Vandeventer straddles a line between bright and glib. But that straddle can’t ignore
an unpleasant reality that increases every day.

IF you agree with 95% of the world’s scientists who have examined “climate change”
issues, and expressed a public position based on their actual research, you will see
that increasing extraction or use of carbon-based fuels like oil & gas is suicide for
our children and grandchildren.

We should be using LESS, not using more, or using what’s there faster.

Vandeventer is right that there’s lots of free-market money to be made trying to meld national solutions that take into account both “energy indpendence” and
“climate change.”

It’s just that more oil & gas ain’t it.

Greater energy and fuel efficiencies for all forms of transportation will be huge.

Greater energy efficiency for heating, cooling, ventilating all structures, business
or residential, will be huge.

These two mega-categories alone account for almost two-thirds of American annual
energy consumption. Reduce them by improved technology and system retrofits,
and the private sector makes oodles of bucks, and reduces the target America must
hit to become energy independent dramatically.

Doing these things should not reduce anyone’s standard of living, or kill free market
systems.

So why do “conservatives” find it so darned hard to support actually “conserving”
anything - oil, gas, electricity, water, timber, fisheries?
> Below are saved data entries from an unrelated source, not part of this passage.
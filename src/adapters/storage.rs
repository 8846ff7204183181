use crate::domain::ports::ArtifactSink;
use crate::utils::error::Result;
use std::path::{Path, PathBuf};

/// Writes diagnostic artifacts below a base directory on local disk.
#[derive(Debug, Clone)]
pub struct LocalStorage {
    base_path: PathBuf,
}

impl LocalStorage {
    pub fn new(base_path: impl Into<PathBuf>) -> Self {
        Self {
            base_path: base_path.into(),
        }
    }

    pub fn base_path(&self) -> &Path {
        &self.base_path
    }
}

impl ArtifactSink for LocalStorage {
    async fn write_file(&self, path: &str, data: &[u8]) -> Result<()> {
        let full_path = self.base_path.join(path);

        if let Some(parent) = full_path.parent() {
            tokio::fs::create_dir_all(parent).await?;
        }

        tokio::fs::write(&full_path, data).await?;
        tracing::debug!("💾 Wrote {} bytes to {}", data.len(), full_path.display());
        Ok(())
    }
}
If Vandeventer can bring together entrepeneurs who will walk their talk on energy
independence, and do it by creating new opportunities in transportation and
building efficiency, we will be very close to meeting our twin goals.

But if this “dialogue” he proposes again ends up at a default position of More Oil &
Gas, RIght Now!, then his summit be DOA. The solutions for our generation, and
those that follow, must put long-term climate change impacts near the top of any
public policy or private investment list.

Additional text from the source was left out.